By Amanda Morrall
1) Retire right
I know at least two people who are about to lose their jobs in coming months owing to redundancies. Losing one's job isn't something I wish on anyone however being forced out the exit can be a good thing especially if the job was just a pay cheque and nothing more. So many of the people I know who have the misfortune of being laid off ended up in much better positions because of opportunities that arose subsequently or because they used the time off to properly evaluate what they really wanted to do and then went after it, with gusto.
Here's Mr. Money Moustache talking about the same drawing on a case study to drive home the point.

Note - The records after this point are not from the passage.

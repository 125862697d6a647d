use std::net::SocketAddr;
use std::sync::Arc;

use tracing_subscriber::{layer::SubscriberExt, util::SubscriberInitExt};

use fittogether_api::config::ServerConfig;
use fittogether_api::router::build_app_router;
use fittogether_api::state::AppState;

#[tokio::main]
async fn main() {
    dotenvy::dotenv().ok();

    // --- Tracing ---
    tracing_subscriber::registry()
        .with(
            tracing_subscriber::EnvFilter::try_from_default_env()
                .unwrap_or_else(|_| "fittogether_api=debug,tower_http=debug".into()),
        )
        .with(tracing_subscriber::fmt::layer())
        .init();

    // --- Configuration ---
    let config = ServerConfig::from_env();
    tracing::info!(host = %config.host, port = %config.port, "Loaded server configuration");

    // --- Database ---
    let database_url = std::env::var("DATABASE_URL").expect("DATABASE_URL must be set");

    let pool = fittogether_db::create_pool(&database_url)
        .await
        .expect("Failed to connect to database");
    tracing::info!("Database connection pool created");

    fittogether_db::health_check(&pool)
        .await
        .expect("Database health check failed");
    tracing::info!("Database health check passed");

    fittogether_db::run_migrations(&pool)
        .await
        .expect("Failed to run database migrations");
    tracing::info!("Database migrations applied");

    // --- App state ---
    let state = AppState {
        pool,
        config: Arc::new(config.clone()),
    };

    // --- Router ---
    let app = build_app_router(state, &config);

    // --- Start server ---
    let addr = SocketAddr::new(
        config.host.parse().expect("Invalid HOST address"),
        config.port,
    );
    tracing::info!(%addr, "Starting server");

    let listener = tokio::net::TcpListener::bind(addr)
        .await
        .expect("Failed to bind to address");

    axum::serve(listener, app)
        .with_graceful_shutdown(shutdown_signal())
        .await
        .expect("Server error");

    tracing::info!("Graceful shutdown complete");
}

/// Wait for a termination signal to initiate graceful shutdown.
///
/// Handles both SIGINT (Ctrl-C) and SIGTERM (on Unix) so the server
/// shuts down cleanly whether stopped interactively or by a process
/// manager (e.g. systemd, Docker, Kubernetes).
async fn shutdown_signal() {
    let ctrl_c = async {
        tokio::signal::ctrl_c()
            .await
            .expect("Failed to install Ctrl-C handler");
    };

    #[cfg(unix)]
    let terminate = async {
        tokio::signal::unix::signal(tokio::signal::unix::SignalKind::terminate())
            .expect("Failed to install SIGTERM handler")
            .recv()
            .await;
    };

    #[cfg(not(unix))]
    let terminate = std::future::pending::<()>();

    tokio::select! {
        () = ctrl_c => {
            tracing::info!("Received SIGINT (Ctrl-C), starting graceful shutdown");
        }
        () = terminate => {
            tracing::info!("Received SIGTERM, starting graceful shutdown");
        }
    }
}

2) Small sacrifices, small savings
By now I'm sure most of you are familiar with the "latte factor" principle in personal finance. If not, it's this idea that if we cut out small indulgences (like $4.50 a pop gourmet coffees) we can pad the savings to a factor of 10 when you factor in the effect of compound interest. This is all well and good but the latte factor has gone a bit flat now with many in the personal finance sector. That's because while there are savings to be found in small sacrifices, they're really only pittances compared to bigger expenses that need to be properly questioned; i.e. buying a house you can't afford, running a second car, or an extravagant holiday as opposed to a staycation.
With more on this theme, and a closer look at the number's here some thought from Globe and Mail personal finance editor Rob Carrick's.
3) Big changes
Is there a wedding in the works this year? Maybe a baby or early retirement plans? The Wall Street Journal's Andrea Coombes presents a check-list for the financial preparations involved in some of the obvious big life changes we face.
4) Wealth preservation secrets of the rich
Making your millions in one thing, keeping it and growing it is another. Age money writer Sylvia Pennington looks at the "secrets of the rich" when it comes to wealth preservation. Taking direct control of your money, and using advisors discriminately, is the top tip from Michael Sherlock, a corporate consultant from Brumby's who made A$46 million when it sold the hot-bread chain in 2007.
5) Death of a broker
Mortgage brokers in the U.S. will be facing a radical overhaul in the way they do business starting next year. According to new rules issued last week by the Consumer Financial Protection Bureau, brokers will be prevented from taking in higher commissions and remuneration for putting customers in greater mortgage debt. As this piece from Market Watch explains, they will also be prohibited from getting paid by both the lender and the borrower. It's a slightly different set up here in New Zealand however it pays to know the underlying financial relationship between you, your bank and your broker. It also pays to do some research about your broker in advance too.